The Fed Just Changed Everything For Crypto, Says Top Trader
The Federal Reserve’s first charge minimize of 2025 has landed—25 foundation factors on September 17—and, in Trader Mayne’s telling, that removes the final macro “X-factor” hanging over the crypto market. In a video evaluation posted the identical day, the veteran price-action dealer argued that with the coverage transfer now within the rear-view mirror, crypto can “simply give attention to the charts,” sketching a roadmap wherein Bitcoin posts another leg increased into new all-time highs earlier than a pullback ushers in a traditional altseason blow-off. “We had FOMC at this time and the charges received minimize lastly… It’s 25 foundation factors,” he stated. “Now the market’s going to digest it.”
Where Is Bitcoin Price Going Next?
The coverage backdrop he’s reacting to is simple: the FOMC lowered the fed funds goal vary by 1 / 4 level to 4.00%–4.25% on Sept. 17, with Chair Jerome Powell describing the transfer as a risk-management response to weakening labor dynamics and leaving the door open to further easing this 12 months. The determination drew an 11–1 vote, with newly appointed Governor Stephen Miran dissenting in favor of a bigger, 50 bps minimize—an unusually hawkish dissent in a dovish route—whereas the Board’s implementation notice reset key administered charges efficient Sept. 18. Markets learn the assertion and projections as signaling scope for additional cuts into year-end.
From right here, Mayne’s framework is unapologetically technical. He characterizes Bitcoin’s most up-to-date upswing as corrective relative to the prior impulse and expects worth to “push above the mid-range” towards a variety high round $120,000–$121,000, the place he’ll look ahead to rejection at a higher-time-frame confluence outlined by a weekly swing-failure sample (SFP) and an H12 breaker.
If momentum stalls there, he plans to quick right into a washout to filter built-up leverage—“HYPE made one other all-time high at this time.

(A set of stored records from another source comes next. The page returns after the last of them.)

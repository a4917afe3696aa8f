//! Finding confirmable runs of valid nodes and packaging them as a single proof.

use arbor_primitives::{
    challenge::{bytes_array_accum_hash, valid_data_hash},
    node::child_node_hash,
    Buf32, ChildType, NodeHash, TimeTicks,
};
use thiserror::Error;

use crate::graph::NodeGraph;

/// A valid node that is ready to be confirmed.
#[derive(Clone, Debug, Eq, PartialEq)]
pub struct ConfirmValidOpportunity {
    pub node_hash: NodeHash,
    pub deadline_ticks: TimeTicks,
    pub messages: Vec<Vec<u8>>,
    pub logs_acc: Buf32,
    pub vm_proto_state_hash: Buf32,
}

/// A run of valid nodes hanging off the latest confirmed node, each past its deadline.
#[derive(Clone, Debug, Eq, PartialEq)]
pub struct ConfirmOpportunity {
    pub prev_confirmed: NodeHash,
    pub initial_proto_state_hash: Buf32,
    pub before_send_count: u64,
    pub nodes: Vec<ConfirmValidOpportunity>,
}

impl ConfirmOpportunity {
    /// Hash of the last node of the run.
    pub fn final_node(&self) -> NodeHash {
        self.nodes
            .last()
            .map(|n| n.node_hash)
            .unwrap_or(self.prev_confirmed)
    }

    /// Flattens the run into the proof format a verifier replays.
    pub fn prepare_proof(&self) -> ConfirmProof {
        let mut proof = ConfirmProof {
            initial_proto_state_hash: self.initial_proto_state_hash,
            before_send_count: self.before_send_count,
            ..Default::default()
        };

        let mut send_count = self.before_send_count;
        for node in &self.nodes {
            proof.branches.push(ChildType::Valid);
            proof.deadline_ticks.push(node.deadline_ticks);
            proof.logs_acc.push(node.logs_acc);
            proof.vm_proto_state_hashes.push(node.vm_proto_state_hash);
            proof.message_counts.push(node.messages.len() as u64);
            proof.before_send_counts.push(send_count);
            for msg in &node.messages {
                encode_message(&mut proof.messages, msg);
            }
            send_count = send_count.saturating_add(node.messages.len() as u64);
        }
        proof
    }
}

/// Compact proof that a run of nodes extends a confirmed node.
///
/// Per-node fields are parallel vectors. Invalid nodes consume one entry of
/// `challenge_node_data` each, valid nodes one entry of `logs_acc` and a slice of `messages`.
#[derive(Clone, Debug, Default, Eq, PartialEq)]
pub struct ConfirmProof {
    pub initial_proto_state_hash: Buf32,
    pub before_send_count: u64,
    pub branches: Vec<ChildType>,
    pub deadline_ticks: Vec<TimeTicks>,
    pub challenge_node_data: Vec<Buf32>,
    pub logs_acc: Vec<Buf32>,
    pub vm_proto_state_hashes: Vec<Buf32>,
    pub message_counts: Vec<u64>,
    pub before_send_counts: Vec<u64>,

    /// Outgoing messages of every valid node, each prefixed by its length as a big-endian u32.
    pub messages: Vec<u8>,
}

#[derive(Debug, Clone, Eq, PartialEq, Error)]
pub enum ProofReplayError {
    #[error("proof field {0} is shorter than the branch list")]
    MissingField(&'static str),

    #[error("message buffer ends inside a message")]
    TruncatedMessages,

    #[error("{0} message bytes left over after replay")]
    TrailingMessages(usize),
}

impl ConfirmProof {
    pub fn len(&self) -> usize {
        self.branches.len()
    }

    pub fn is_empty(&self) -> bool {
        self.branches.is_empty()
    }

    /// Recomputes the node hashes the proof walks through, starting at `start`.
    pub fn replay(&self, start: &NodeHash) -> Result<Vec<NodeHash>, ProofReplayError> {
        let mut out = Vec::with_capacity(self.branches.len());
        let mut prev = *start;
        let mut valid_idx = 0;
        let mut invalid_idx = 0;
        let mut buf = self.messages.as_slice();

        for (i, branch) in self.branches.iter().enumerate() {
            let deadline = *self
                .deadline_ticks
                .get(i)
                .ok_or(ProofReplayError::MissingField("deadline_ticks"))?;
            let proto = self
                .vm_proto_state_hashes
                .get(i)
                .ok_or(ProofReplayError::MissingField("vm_proto_state_hashes"))?;

            let data = if branch.is_valid() {
                let logs_acc = self
                    .logs_acc
                    .get(valid_idx)
                    .ok_or(ProofReplayError::MissingField("logs_acc"))?;
                let count = *self
                    .message_counts
                    .get(valid_idx)
                    .ok_or(ProofReplayError::MissingField("message_counts"))?;
                valid_idx += 1;

                let mut msgs = Vec::new();
                for _ in 0..count {
                    let (msg, rest) = decode_message(buf)?;
                    msgs.push(msg);
                    buf = rest;
                }
                valid_data_hash(&bytes_array_accum_hash(Buf32::zero(), msgs), logs_acc)
            } else {
                let data = *self
                    .challenge_node_data
                    .get(invalid_idx)
                    .ok_or(ProofReplayError::MissingField("challenge_node_data"))?;
                invalid_idx += 1;
                data
            };

            prev = child_node_hash(&prev, deadline, &data, *branch, proto);
            out.push(prev);
        }

        if !buf.is_empty() {
            return Err(ProofReplayError::TrailingMessages(buf.len()));
        }
        Ok(out)
    }
}

fn encode_message(buf: &mut Vec<u8>, msg: &[u8]) {
    buf.extend_from_slice(&(msg.len() as u32).to_be_bytes());
    buf.extend_from_slice(msg);
}

fn decode_message(buf: &[u8]) -> Result<(&[u8], &[u8]), ProofReplayError> {
    let (len, rest) = buf
        .split_first_chunk::<4>()
        .ok_or(ProofReplayError::TruncatedMessages)?;
    let len = u32::from_be_bytes(*len) as usize;
    if rest.len() < len {
        return Err(ProofReplayError::TruncatedMessages);
    }
    Ok(rest.split_at(len))
}

impl NodeGraph {
    /// Collects the longest run of valid nodes after the latest confirmed node that are past
    /// their deadline at `now` and whose outgoing messages are known.
    pub fn generate_next_conf_proof(&self, now: TimeTicks) -> Option<ConfirmOpportunity> {
        let confirmed = self.latest_confirmed_node()?;
        let mut nodes = Vec::new();
        let mut cur = confirmed;

        while let Some(next) = cur
            .successor(ChildType::Valid)
            .and_then(|h| self.node(&h))
        {
            if next.deadline_ticks() > now {
                break;
            }
            let (Some(messages), Some(disputable)) = (next.outgoing_messages(), next.disputable())
            else {
                break;
            };
            nodes.push(ConfirmValidOpportunity {
                node_hash: next.hash(),
                deadline_ticks: next.deadline_ticks(),
                messages: messages.to_vec(),
                logs_acc: disputable.logs_acc(),
                vm_proto_state_hash: next.vm_proto_data().hash(),
            });
            cur = next;
        }

        if nodes.is_empty() {
            return None;
        }
        Some(ConfirmOpportunity {
            prev_confirmed: confirmed.hash(),
            initial_proto_state_hash: confirmed.vm_proto_data().hash(),
            before_send_count: self.sent_message_count,
            nodes,
        })
    }
}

PUMP has tripled within the final two weeks… there’s some leverage within the system”—after which purchase the dip for what he calls the final parabolic leg of the cycle. “Any type of dip on BTC, I wish to be on the lookout for an extended,” he stated, including {that a} shallow retest within the $110,000–$111,000 space or a deeper sweep of current lows would each be acceptable springboards if the rebound is decisive.
If, as a substitute, worth grinds by means of the $120,000 s with no indicators of exhaustion, Mayne says he has “no drawback” flipping to breakout longs above the all-time high as soon as energy is confirmed intraday—an strategy that mirrors his playbook from prior expansions (“Once this factor broke out aggressively… you’re on the lookout for longs”). He emphasizes sequence over prediction: the quick he’s eyeing is counter-trend—“a pullback in an uptrend”—and the prime goal stays to place for the subsequent impulsive advance.
When Will The Crypto Market Top?
Timing-wise, he situates the prospective cycle top in This fall 2025 or Q1 2026, describing a sample wherein Bitcoin’s ultimate vertical leg into the $150,000 to $180,000 area is adopted by distribution whereas altcoins reprice increased—the archetypal altseason.
“This parabolic leg I believe could be the final leg of the bull run,” he stated, earlier than outlining notional alt targets per a late-cycle melt-up: Ethereum $5,000–$7,000, Solana $300–$500, Dogecoin $0.50–$0.70. The mechanics, as he narrates them: a final BTC push, a corrective wash, a V-shaped reclaim of the 2024 ATH “in a short time,” then This fall “mania” with breadth shifting to large-cap alts as Bitcoin distributes.
The technical scaffolding behind that view leans on ideas acquainted to discretionary price-action merchants. Weekly SFPs (failed breaks of prior extremes) set the lure line at vary edges; H12 breakers and order blocks body high-probability response zones; and fair-value gaps information the place liquidity vacuums may fill throughout a corrective flush.
On construction, he insists the weekly development stays up, so any quick is tactical and any deeper dip should resolve in a swift V-bottom and reclaim of the previous highs to maintain the cyclical script intact. His invalidation is equally clear: “If we spend any important time again beneath [the 2024 all-time high], it’s actually dangerous… I’m in all probability going to reassess my ideas.”
Macro, in Mayne’s view, now recedes to the background. The charge minimize might have helped pull ahead some September energy—“you may argue… the up transfer we’ve seen on Bitcoin… is in anticipation of this charge minimize”—however with the choice made and Powell hinting there “could possibly be one other one… there could possibly be two,” his emphasis is squarely on execution: look forward to worth to commerce into the $120,000s and sign weak spot for the clear counter-trend quick; or, absent weak spot, look forward to the breakout continuation and journey it. Either means, he’s express in regards to the north star for the approaching weeks: “Focus on Bitcoin… Any type of dip on BTC, I wish to be on the lookout for an extended… Then altseason.”
At press time, BTC traded at $117,176.